- _Task requirements_
Make an exact copy of the entries below.

- _Dataset entries_
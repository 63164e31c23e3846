use serde::Serialize;

use crate::model::{Project, ProjectStatus};
use crate::percent::ratio_percent_whole;

/// One bar-chart row in the district performance comparison.
#[derive(Debug, Clone, PartialEq, Eq, Serialize)]
pub struct DistrictComparison {
    pub district: String,
    /// Whole percent, rounded to nearest.
    pub completed_percent: u32,
    pub delayed_count: usize,
    pub total_count: usize,
}

/// Compare every district in `districts` over the given projects. Districts
/// with zero projects still get a row (`completed_percent = 0,
/// total_count = 0`) so the roster never shrinks on screen.
#[must_use]
pub fn district_comparison(districts: &[String], projects: &[Project]) -> Vec<DistrictComparison> {
    districts
        .iter()
        .map(|district| {
            let in_district: Vec<&Project> = projects
                .iter()
                .filter(|p| p.district == *district)
                .collect();
            let total = in_district.len();
            let completed = in_district
                .iter()
                .filter(|p| p.status == ProjectStatus::Completed)
                .count();
            let delayed = in_district
                .iter()
                .filter(|p| p.status == ProjectStatus::Delayed)
                .count();

            DistrictComparison {
                district: district.clone(),
                completed_percent: ratio_percent_whole(completed, total),
                delayed_count: delayed,
                total_count: total,
            }
        })
        .collect()
}

#[cfg(test)]
mod tests {
    use super::district_comparison;
    use crate::model::{Project, ProjectId, ProjectStatus};
    use chrono::{NaiveDate, Utc};

    fn project(id: &str, district: &str, status: ProjectStatus) -> Project {
        Project {
            id: ProjectId::new(id),
            name: format!("Project {id}"),
            district: district.into(),
            agency: "PWD".into(),
            contractor_id: None,
            budget_allocated: 1_000_000,
            fund_utilized: 500_000,
            completion_percentage: 50,
            status,
            start_date: NaiveDate::from_ymd_opt(2024, 1, 1).expect("valid date"),
            end_date: None,
            created_at: Utc::now(),
            updated_at: Utc::now(),
        }
    }

    #[test]
    fn zero_project_district_still_appears() {
        let districts = vec!["Mumbai".to_string(), "Sangli".to_string()];
        let projects = vec![project("p1", "Mumbai", ProjectStatus::Completed)];

        let rows = district_comparison(&districts, &projects);
        assert_eq!(rows.len(), 2);
        assert_eq!(rows[1].district, "Sangli");
        assert_eq!(rows[1].completed_percent, 0);
        assert_eq!(rows[1].delayed_count, 0);
        assert_eq!(rows[1].total_count, 0);
    }

    #[test]
    fn percent_rounds_to_nearest_not_down() {
        let districts = vec!["Pune".to_string()];
        let projects = vec![
            project("p1", "Pune", ProjectStatus::Completed),
            project("p2", "Pune", ProjectStatus::Completed),
            project("p3", "Pune", ProjectStatus::Ongoing),
        ];
        // 2/3 = 66.67% -> 67
        assert_eq!(district_comparison(&districts, &projects)[0].completed_percent, 67);
    }

    #[test]
    fn counts_are_per_district() {
        let districts = vec!["Mumbai".to_string(), "Pune".to_string()];
        let projects = vec![
            project("p1", "Mumbai", ProjectStatus::Delayed),
            project("p2", "Pune", ProjectStatus::Delayed),
            project("p3", "Pune", ProjectStatus::Delayed),
        ];
        let rows = district_comparison(&districts, &projects);
        assert_eq!(rows[0].delayed_count, 1);
        assert_eq!(rows[1].delayed_count, 2);
        assert_eq!(rows[1].total_count, 2);
    }
}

- _Response to the exercise_
repository 63164e31c23e3846
use serde::Serialize;

use crate::model::{Project, ProjectStatus};
use crate::percent::ratio_percent_whole;

/// One bar-chart row in the district performance comparison.
#[derive(Debug, Clone, PartialEq, Eq, Serialize)]
pub struct DistrictComparison {
    pub district: String,
    /// Whole percent, rounded to nearest.
    pub completed_percent: u32,
    pub delayed_count: usize,
    pub total_count: usize,
}

/// Compare every district in `districts` over the given projects. Districts
/// with zero projects still get a row (`completed_percent = 0,
/// total_count = 0`) so the roster never shrinks on screen.
#[must_use]
pub fn district_comparison(districts: &[String], projects: &[Project]) -> Vec<DistrictComparison> {
    districts
        .iter()
        .map(|district| {
            let in_district: Vec<&Project> = projects
                .iter()
                .filter(|p| p.district == *district)
                .collect();
            let total = in_district.len();
            let completed = in_district
                .iter()
                .filter(|p| p.status == ProjectStatus::Completed)
                .count();
            let delayed = in_district
                .iter()
                .filter(|p| p.status == ProjectStatus::Delayed)
                .count();

            DistrictComparison {
                district: district.clone(),
                completed_percent: ratio_percent_whole(completed, total),
                delayed_count: delayed,
                total_count: total,
            }
        })
        .collect()
}

#[cfg(test)]
mod tests {
    use super::district_comparison;
    use crate::model::{Project, ProjectId, ProjectStatus};
    use chrono::{NaiveDate, Utc};

    fn project(id: &str, district: &str, status: ProjectStatus) -> Project {
        Project {
            id: ProjectId::new(id),
            name: format!("Project {id}"),
            district: district.into(),
            agency: "PWD".into(),
            contractor_id: None,
            budget_allocated: 1_000_000,
            fund_utilized: 500_000,
            completion_percentage: 50,
            status,
            start_date: NaiveDate::from_ymd_opt(2024, 1, 1).expect("valid date"),
            end_date: None,
            created_at: Utc::now(),
            updated_at: Utc::now(),
        }
    }

    #[test]
    fn zero_project_district_still_appears() {
        let districts = vec!["Mumbai".to_string(), "Sangli".to_string()];
        let projects = vec![project("p1", "Mumbai", ProjectStatus::Completed)];

        let rows = district_comparison(&districts, &projects);
        assert_eq!(rows.len(), 2);
        assert_eq!(rows[1].district, "Sangli");
        assert_eq!(rows[1].completed_percent, 0);
        assert_eq!(rows[1].delayed_count, 0);
        assert_eq!(rows[1].total_count, 0);
    }

    #[test]
    fn percent_rounds_to_nearest_not_down() {
        let districts = vec!["Pune".to_string()];
        let projects = vec![
            project("p1", "Pune", ProjectStatus::Completed),
            project("p2", "Pune", ProjectStatus::Completed),
            project("p3", "Pune", ProjectStatus::Ongoing),
        ];
        // 2/3 = 66.67% -> 67
        assert_eq!(district_comparison(&districts, &projects)[0].completed_percent, 67);
    }

    #[test]
    fn counts_are_per_district() {
        let districts = vec!["Mumbai".to_string(), "Pune".to_string()];
        let projects = vec![
            project("p1", "Mumbai", ProjectStatus::Delayed),
            project("p2", "Pune", ProjectStatus::Delayed),
            project("p3", "Pune", ProjectStatus::Delayed),
        ];
        let rows = district_comparison(&districts, &projects);
        assert_eq!(rows[0].delayed_count, 1);
        assert_eq!(rows[1].delayed_count, 2);
        assert_eq!(rows[1].total_count, 2);
    }
}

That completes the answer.